**Required action:** Print out every record exactly as it appears.

BEGIN Exercise materials

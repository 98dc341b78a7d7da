//! Bounding a blocking call that cannot be interrupted.
//!
//! The call runs on a named worker thread which parks its result in a
//! single-slot cell; the caller waits on the first of completion, the cancel
//! signal and the horizon timer. Losing the race only stops the waiting. The
//! worker still runs to completion and its result goes to the `abandon`
//! callback instead of the caller.

use crate::port::PortError;
use crossbeam_channel::{select, Receiver};
use parking_lot::Mutex;
use std::sync::Arc;
use std::thread;
use std::time::Instant;
use tracing::debug;

/// How a race ended.
#[derive(Debug)]
pub(crate) enum Outcome<T> {
    Completed(T),
    Cancelled,
    Elapsed,
}

struct Slot<T> {
    value: Option<T>,
    abandoned: bool,
}

/// Run `work` on a thread named `thread_name` and wait until it finishes,
/// `cancel` disconnects, or `horizon` passes, whichever comes first.
///
/// A result that is already parked when the wait is interrupted still wins.
pub(crate) fn race<T, F, A>(
    thread_name: &str,
    cancel: &Receiver<()>,
    horizon: Option<Instant>,
    work: F,
    abandon: A,
) -> Result<Outcome<T>, PortError>
where
    T: Send + 'static,
    F: FnOnce() -> T + Send + 'static,
    A: FnOnce(T) + Send + 'static,
{
    let slot = Arc::new(Mutex::new(Slot {
        value: None,
        abandoned: false,
    }));
    let (done_tx, done_rx) = crossbeam_channel::bounded::<()>(1);

    let worker_slot = Arc::clone(&slot);
    thread::Builder::new()
        .name(thread_name.to_string())
        .spawn(move || {
            let value = work();
            let mut slot = worker_slot.lock();
            if slot.abandoned {
                drop(slot);
                debug!("caller gave up, discarding worker result");
                abandon(value);
                return;
            }
            slot.value = Some(value);
            drop(slot);
            let _ = done_tx.send(());
        })?;

    let timer = horizon.map_or_else(crossbeam_channel::never, crossbeam_channel::at);
    let interrupted = select! {
        recv(done_rx) -> _ => None,
        recv(cancel) -> _ => Some(Outcome::Cancelled),
        recv(timer) -> _ => Some(Outcome::Elapsed),
    };

    let mut slot = slot.lock();
    if let Some(value) = slot.value.take() {
        return Ok(Outcome::Completed(value));
    }
    match interrupted {
        Some(outcome) => {
            slot.abandoned = true;
            Ok(outcome)
        }
        None => Err(PortError::Io(std::io::Error::other(format!(
            "{thread_name} worker exited without a result"
        )))),
    }
}

#[cfg(test)]
mod tests {
    use super::*;
    use std::sync::atomic::{AtomicBool, Ordering};
    use std::time::Duration;

    #[test]
    fn test_completes_before_horizon() {
        let never = crossbeam_channel::never();
        let horizon = Some(Instant::now() + Duration::from_secs(5));

        let outcome = race("race-test", &never, horizon, || 42, |_| {}).unwrap();
        assert!(matches!(outcome, Outcome::Completed(42)));
    }

    #[test]
    fn test_horizon_elapses_and_result_is_abandoned() {
        let never = crossbeam_channel::never();
        let horizon = Some(Instant::now() + Duration::from_millis(20));
        let abandoned = Arc::new(AtomicBool::new(false));
        let flag = Arc::clone(&abandoned);

        let started = Instant::now();
        let outcome = race(
            "race-test",
            &never,
            horizon,
            || thread::sleep(Duration::from_millis(200)),
            move |_| flag.store(true, Ordering::SeqCst),
        )
        .unwrap();

        assert!(matches!(outcome, Outcome::Elapsed));
        assert!(started.elapsed() < Duration::from_millis(150));

        thread::sleep(Duration::from_millis(300));
        assert!(abandoned.load(Ordering::SeqCst));
    }

    #[test]
    fn test_cancel_interrupts_unbounded_wait() {
        let (tx, rx) = crossbeam_channel::bounded::<()>(0);
        let canceller = thread::spawn(move || {
            thread::sleep(Duration::from_millis(20));
            drop(tx);
        });

        let outcome = race(
            "race-test",
            &rx,
            None,
            || thread::sleep(Duration::from_millis(300)),
            |_| {},
        )
        .unwrap();
        assert!(matches!(outcome, Outcome::Cancelled));
        canceller.join().unwrap();
    }

    #[test]
    fn test_panicking_worker_is_an_error() {
        let never = crossbeam_channel::never();
        let result = race::<(), _, _>("race-test", &never, None, || panic!("boom"), |_| {});
        assert!(matches!(result, Err(PortError::Io(_))));
    }
}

END Exercise materials

**Response:**
repository 98dc341b78a7d7da
//! Bounding a blocking call that cannot be interrupted.
//!
//! The call runs on a named worker thread which parks its result in a
//! single-slot cell; the caller waits on the first of completion, the cancel
//! signal and the horizon timer. Losing the race only stops the waiting. The
//! worker still runs to completion and its result goes to the `abandon`
//! callback instead of the caller.

use crate::port::PortError;
use crossbeam_channel::{select, Receiver};
use parking_lot::Mutex;
use std::sync::Arc;
use std::thread;
use std::time::Instant;
use tracing::debug;

/// How a race ended.
#[derive(Debug)]
pub(crate) enum Outcome<T> {
    Completed(T),
    Cancelled,
    Elapsed,
}

struct Slot<T> {
    value: Option<T>,
    abandoned: bool,
}

/// Run `work` on a thread named `thread_name` and wait until it finishes,
/// `cancel` disconnects, or `horizon` passes, whichever comes first.
///
/// A result that is already parked when the wait is interrupted still wins.
pub(crate) fn race<T, F, A>(
    thread_name: &str,
    cancel: &Receiver<()>,
    horizon: Option<Instant>,
    work: F,
    abandon: A,
) -> Result<Outcome<T>, PortError>
where
    T: Send + 'static,
    F: FnOnce() -> T + Send + 'static,
    A: FnOnce(T) + Send + 'static,
{
    let slot = Arc::new(Mutex::new(Slot {
        value: None,
        abandoned: false,
    }));
    let (done_tx, done_rx) = crossbeam_channel::bounded::<()>(1);

    let worker_slot = Arc::clone(&slot);
    thread::Builder::new()
        .name(thread_name.to_string())
        .spawn(move || {
            let value = work();
            let mut slot = worker_slot.lock();
            if slot.abandoned {
                drop(slot);
                debug!("caller gave up, discarding worker result");
                abandon(value);
                return;
            }
            slot.value = Some(value);
            drop(slot);
            let _ = done_tx.send(());
        })?;

    let timer = horizon.map_or_else(crossbeam_channel::never, crossbeam_channel::at);
    let interrupted = select! {
        recv(done_rx) -> _ => None,
        recv(cancel) -> _ => Some(Outcome::Cancelled),
        recv(timer) -> _ => Some(Outcome::Elapsed),
    };

    let mut slot = slot.lock();
    if let Some(value) = slot.value.take() {
        return Ok(Outcome::Completed(value));
    }
    match interrupted {
        Some(outcome) => {
            slot.abandoned = true;
            Ok(outcome)
        }
        None => Err(PortError::Io(std::io::Error::other(format!(
            "{thread_name} worker exited without a result"
        )))),
    }
}

#[cfg(test)]
mod tests {
    use super::*;
    use std::sync::atomic::{AtomicBool, Ordering};
    use std::time::Duration;

    #[test]
    fn test_completes_before_horizon() {
        let never = crossbeam_channel::never();
        let horizon = Some(Instant::now() + Duration::from_secs(5));

        let outcome = race("race-test", &never, horizon, || 42, |_| {}).unwrap();
        assert!(matches!(outcome, Outcome::Completed(42)));
    }

    #[test]
    fn test_horizon_elapses_and_result_is_abandoned() {
        let never = crossbeam_channel::never();
        let horizon = Some(Instant::now() + Duration::from_millis(20));
        let abandoned = Arc::new(AtomicBool::new(false));
        let flag = Arc::clone(&abandoned);

        let started = Instant::now();
        let outcome = race(
            "race-test",
            &never,
            horizon,
            || thread::sleep(Duration::from_millis(200)),
            move |_| flag.store(true, Ordering::SeqCst),
        )
        .unwrap();

        assert!(matches!(outcome, Outcome::Elapsed));
        assert!(started.elapsed() < Duration::from_millis(150));

        thread::sleep(Duration::from_millis(300));
        assert!(abandoned.load(Ordering::SeqCst));
    }

    #[test]
    fn test_cancel_interrupts_unbounded_wait() {
        let (tx, rx) = crossbeam_channel::bounded::<()>(0);
        let canceller = thread::spawn(move || {
            thread::sleep(Duration::from_millis(20));
            drop(tx);
        });

        let outcome = race(
            "race-test",
            &rx,
            None,
            || thread::sleep(Duration::from_millis(300)),
            |_| {},
        )
        .unwrap();
        assert!(matches!(outcome, Outcome::Cancelled));
        canceller.join().unwrap();
    }

    #[test]
    fn test_panicking_worker_is_an_error() {
        let never = crossbeam_channel::never();
        let result = race::<(), _, _>("race-test", &never, None, || panic!("boom"), |_| {});
        assert!(matches!(result, Err(PortError::Io(_))));
    }
}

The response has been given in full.